* THE TASK *
Return the records exactly, please. Every line should match.

* EXCERPTED RECORDS *
+++

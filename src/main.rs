//! One-shot CLI: decode an image, push it through the panel's dither/scale
//! pipeline, and show it. No daemon, no scheduler, no web server — whatever
//! needs to run this on a timer owns the timer (cron, systemd timer unit).

use std::path::PathBuf;
use std::process::ExitCode;

use clap::Parser;
use tracing_subscriber::{layer::SubscriberExt, util::SubscriberInitExt};

use inky::config::Config;
use inky::image::Image;
use inky::inky::{self, CreateOptions, Inky as _};

#[derive(Parser, Debug)]
#[command(name = "inky")]
#[command(about = "Render an image to an Inky e-paper HAT")]
#[command(version)]
struct Args {
    /// Image file to display (PNG/JPEG/whatever the `image` crate reads)
    input: Option<PathBuf>,

    /// Configuration file path
    #[arg(short, long, default_value = "/etc/inky/config.json")]
    config: PathBuf,

    /// Drive a simulated panel (writes a PNG instead of touching hardware)
    #[arg(long)]
    simulate: bool,

    /// Clear the panel to its border color and exit; ignores `input`
    #[arg(long)]
    clear: bool,

    /// Enable debug logging
    #[arg(short, long)]
    verbose: bool,
}

fn main() -> ExitCode {
    let args = Args::parse();
    init_logging(args.verbose || Config::load(&args.config).map(|c| c.verbose).unwrap_or(false));

    match run(&args) {
        Ok(()) => ExitCode::SUCCESS,
        Err(err) => {
            tracing::error!("{err}");
            match err.downcast_ref::<inky::InkyError>() {
                Some(inky::InkyError::Unsupported(_)) | Some(inky::InkyError::TimedOut(_)) => {
                    ExitCode::from(1)
                }
                _ => ExitCode::from(2),
            }
        }
    }
}

fn run(args: &Args) -> anyhow::Result<()> {
    let config = Config::load(&args.config).unwrap_or_else(|err| {
        tracing::warn!("failed to load config from {}: {err}", args.config.display());
        tracing::info!("using default configuration");
        Config::default()
    });

    let opts = CreateOptions {
        simulate: args.simulate,
        i2c_device: config.i2c_device.clone(),
        spi_device: config.spi_device.clone(),
        spi_speed_hz: config.spi_speed_hz,
    };
    let mut display = inky::create(&opts)?;
    display.set_border(config.border)?;

    if args.clear {
        tracing::info!("clearing display");
        display.clear()?;
        display.show()?;
        return Ok(());
    }

    let input = args
        .input
        .as_ref()
        .ok_or_else(|| anyhow::anyhow!("an input image path is required unless --clear is given"))?;

    tracing::info!("loading {}", input.display());
    let img = Image::read_file(input)?;
    display.set_image(&img)?;
    display.show()?;
    tracing::info!("frame sent");
    Ok(())
}

/// Default level is "warn" to minimize SD card wear from log writes;
/// `--verbose` or a `verbose` config flag bumps it to "debug".
fn init_logging(verbose: bool) {
    let level = if verbose { "debug" } else { "warn" };

    let filter =
        tracing_subscriber::EnvFilter::try_from_default_env().unwrap_or_else(|_| format!("inky={level}").into());

    tracing_subscriber::registry()
        .with(filter)
        .with(tracing_subscriber::fmt::layer().with_target(false))
        .init();
}
//! Simulated driver: same contract as a real panel, but `show()` writes
//! the frame buffer to a PNG instead of driving hardware. Useful for local
//! development and tests without a panel attached.

use std::time::{SystemTime, UNIX_EPOCH};

use crate::color::ColorName;
use crate::image::Image;

use super::{DisplayInfo, Inky, InkyCore, InkyError};

pub struct SimulatedInky {
    core: InkyCore,
}

impl SimulatedInky {
    pub fn new(info: DisplayInfo) -> Self {
        Self { core: InkyCore::new(info) }
    }
}

impl Inky for SimulatedInky {
    fn info(&self) -> &DisplayInfo {
        &self.core.info
    }

    fn set_image(&mut self, img: &Image) -> Result<(), InkyError> {
        self.core.set_image(img)
    }

    fn set_border(&mut self, color: ColorName) -> Result<(), InkyError> {
        self.core.set_border(color);
        Ok(())
    }

    fn clear(&mut self) -> Result<(), InkyError> {
        self.core.fill_with_border();
        Ok(())
    }

    fn show(&mut self) -> Result<(), InkyError> {
        let millis = SystemTime::now()
            .duration_since(UNIX_EPOCH)
            .expect("system clock is after the Unix epoch")
            .as_millis();
        let path = format!("Inky_{millis}.png");
        self.core.frame.write_png(&path)?;
        tracing::info!(path, "wrote simulated frame");
        Ok(())
    }
}

#[cfg(test)]
mod tests {
    use super::*;
    use crate::color::RgbaColor;
    use crate::inky::{ColorCapability, DisplayVariant};

    fn info() -> DisplayInfo {
        DisplayInfo {
            width: 4,
            height: 4,
            color_capability: ColorCapability::BlackWhiteRed,
            pcb_variant: 12,
            display_variant: DisplayVariant::RedWhatSsd1683,
            write_time: "2022-09-02 11:54:06.4".to_string(),
        }
    }

    /// Covers end-to-end scenario 5: drives a non-uniform source image through
    /// `set_image` + `show()` and asserts the written PNG actually reflects it
    /// (panel-sized, more than one distinct color), not just that some
    /// `Inky_*.png` file was created. A blank/untouched frame buffer would
    /// decode back as a single uniform color and fail this.
    #[test]
    fn show_after_set_image_writes_a_non_uniform_png() {
        let dir = tempfile::tempdir().unwrap();
        let prev = std::env::current_dir().unwrap();
        std::env::set_current_dir(dir.path()).unwrap();

        let mut driver = SimulatedInky::new(info());

        let mut source = Image::new_rgba(4, 4);
        for y in 0..4u32 {
            for x in 0..4u32 {
                let c = if (x + y) % 2 == 0 {
                    RgbaColor::opaque(0, 0, 0)
                } else {
                    RgbaColor::opaque(255, 255, 255)
                };
                source.set_rgba_pixel(x, y, c);
            }
        }
        driver.set_image(&source).unwrap();
        driver.show().unwrap();

        let written = std::fs::read_dir(dir.path())
            .unwrap()
            .filter_map(|e| e.ok())
            .find(|e| e.file_name().to_string_lossy().starts_with("Inky_"))
            .expect("show() should have written an Inky_*.png file");

        let decoded = image::open(written.path()).unwrap().to_rgba8();
        let (decoded_width, decoded_height) = decoded.dimensions();
        assert_eq!((decoded_width, decoded_height), (driver.info().width as u32, driver.info().height as u32));

        let raw = decoded.into_raw();
        let distinct: std::collections::HashSet<&[u8]> = raw.chunks_exact(4).collect();
        assert!(distinct.len() > 1, "simulated show() must not encode a uniform/blank frame");

        std::env::set_current_dir(prev).unwrap();
    }
}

+++

* EXERCISE OUTPUT *
filename src/main.rs
//! One-shot CLI: decode an image, push it through the panel's dither/scale
//! pipeline, and show it. No daemon, no scheduler, no web server — whatever
//! needs to run this on a timer owns the timer (cron, systemd timer unit).

use std::path::PathBuf;
use std::process::ExitCode;

use clap::Parser;
use tracing_subscriber::{layer::SubscriberExt, util::SubscriberInitExt};

use inky::config::Config;
use inky::image::Image;
use inky::inky::{self, CreateOptions, Inky as _};

#[derive(Parser, Debug)]
#[command(name = "inky")]
#[command(about = "Render an image to an Inky e-paper HAT")]
#[command(version)]
struct Args {
    /// Image file to display (PNG/JPEG/whatever the `image` crate reads)
    input: Option<PathBuf>,

    /// Configuration file path
    #[arg(short, long, default_value = "/etc/inky/config.json")]
    config: PathBuf,

    /// Drive a simulated panel (writes a PNG instead of touching hardware)
    #[arg(long)]
    simulate: bool,

    /// Clear the panel to its border color and exit; ignores `input`
    #[arg(long)]
    clear: bool,

    /// Enable debug logging
    #[arg(short, long)]
    verbose: bool,
}

fn main() -> ExitCode {
    let args = Args::parse();
    init_logging(args.verbose || Config::load(&args.config).map(|c| c.verbose).unwrap_or(false));

    match run(&args) {
        Ok(()) => ExitCode::SUCCESS,
        Err(err) => {
            tracing::error!("{err}");
            match err.downcast_ref::<inky::InkyError>() {
                Some(inky::InkyError::Unsupported(_)) | Some(inky::InkyError::TimedOut(_)) => {
                    ExitCode::from(1)
                }
                _ => ExitCode::from(2),
            }
        }
    }
}

fn run(args: &Args) -> anyhow::Result<()> {
    let config = Config::load(&args.config).unwrap_or_else(|err| {
        tracing::warn!("failed to load config from {}: {err}", args.config.display());
        tracing::info!("using default configuration");
        Config::default()
    });

    let opts = CreateOptions {
        simulate: args.simulate,
        i2c_device: config.i2c_device.clone(),
        spi_device: config.spi_device.clone(),
        spi_speed_hz: config.spi_speed_hz,
    };
    let mut display = inky::create(&opts)?;
    display.set_border(config.border)?;

    if args.clear {
        tracing::info!("clearing display");
        display.clear()?;
        display.show()?;
        return Ok(());
    }

    let input = args
        .input
        .as_ref()
        .ok_or_else(|| anyhow::anyhow!("an input image path is required unless --clear is given"))?;

    tracing::info!("loading {}", input.display());
    let img = Image::read_file(input)?;
    display.set_image(&img)?;
    display.show()?;
    tracing::info!("frame sent");
    Ok(())
}

/// Default level is "warn" to minimize SD card wear from log writes;
/// `--verbose` or a `verbose` config flag bumps it to "debug".
fn init_logging(verbose: bool) {
    let level = if verbose { "debug" } else { "warn" };

    let filter =
        tracing_subscriber::EnvFilter::try_from_default_env().unwrap_or_else(|_| format!("inky={level}").into());

    tracing_subscriber::registry()
        .with(filter)
        .with(tracing_subscriber::fmt::layer().with_target(false))
        .init();
}
//! Simulated driver: same contract as a real panel, but `show()` writes
//! the frame buffer to a PNG instead of driving hardware. Useful for local
//! development and tests without a panel attached.

use std::time::{SystemTime, UNIX_EPOCH};

use crate::color::ColorName;
use crate::image::Image;

use super::{DisplayInfo, Inky, InkyCore, InkyError};

pub struct SimulatedInky {
    core: InkyCore,
}

impl SimulatedInky {
    pub fn new(info: DisplayInfo) -> Self {
        Self { core: InkyCore::new(info) }
    }
}

impl Inky for SimulatedInky {
    fn info(&self) -> &DisplayInfo {
        &self.core.info
    }

    fn set_image(&mut self, img: &Image) -> Result<(), InkyError> {
        self.core.set_image(img)
    }

    fn set_border(&mut self, color: ColorName) -> Result<(), InkyError> {
        self.core.set_border(color);
        Ok(())
    }

    fn clear(&mut self) -> Result<(), InkyError> {
        self.core.fill_with_border();
        Ok(())
    }

    fn show(&mut self) -> Result<(), InkyError> {
        let millis = SystemTime::now()
            .duration_since(UNIX_EPOCH)
            .expect("system clock is after the Unix epoch")
            .as_millis();
        let path = format!("Inky_{millis}.png");
        self.core.frame.write_png(&path)?;
        tracing::info!(path, "wrote simulated frame");
        Ok(())
    }
}

#[cfg(test)]
mod tests {
    use super::*;
    use crate::color::RgbaColor;
    use crate::inky::{ColorCapability, DisplayVariant};

    fn info() -> DisplayInfo {
        DisplayInfo {
            width: 4,
            height: 4,
            color_capability: ColorCapability::BlackWhiteRed,
            pcb_variant: 12,
            display_variant: DisplayVariant::RedWhatSsd1683,
            write_time: "2022-09-02 11:54:06.4".to_string(),
        }
    }

    /// Covers end-to-end scenario 5: drives a non-uniform source image through
    /// `set_image` + `show()` and asserts the written PNG actually reflects it
    /// (panel-sized, more than one distinct color), not just that some
    /// `Inky_*.png` file was created. A blank/untouched frame buffer would
    /// decode back as a single uniform color and fail this.
    #[test]
    fn show_after_set_image_writes_a_non_uniform_png() {
        let dir = tempfile::tempdir().unwrap();
        let prev = std::env::current_dir().unwrap();
        std::env::set_current_dir(dir.path()).unwrap();

        let mut driver = SimulatedInky::new(info());

        let mut source = Image::new_rgba(4, 4);
        for y in 0..4u32 {
            for x in 0..4u32 {
                let c = if (x + y) % 2 == 0 {
                    RgbaColor::opaque(0, 0, 0)
                } else {
                    RgbaColor::opaque(255, 255, 255)
                };
                source.set_rgba_pixel(x, y, c);
            }
        }
        driver.set_image(&source).unwrap();
        driver.show().unwrap();

        let written = std::fs::read_dir(dir.path())
            .unwrap()
            .filter_map(|e| e.ok())
            .find(|e| e.file_name().to_string_lossy().starts_with("Inky_"))
            .expect("show() should have written an Inky_*.png file");

        let decoded = image::open(written.path()).unwrap().to_rgba8();
        let (decoded_width, decoded_height) = decoded.dimensions();
        assert_eq!((decoded_width, decoded_height), (driver.info().width as u32, driver.info().height as u32));

        let raw = decoded.into_raw();
        let distinct: std::collections::HashSet<&[u8]> = raw.chunks_exact(4).collect();
        assert!(distinct.len() > 1, "simulated show() must not encode a uniform/blank frame");

        std::env::set_current_dir(prev).unwrap();
    }
}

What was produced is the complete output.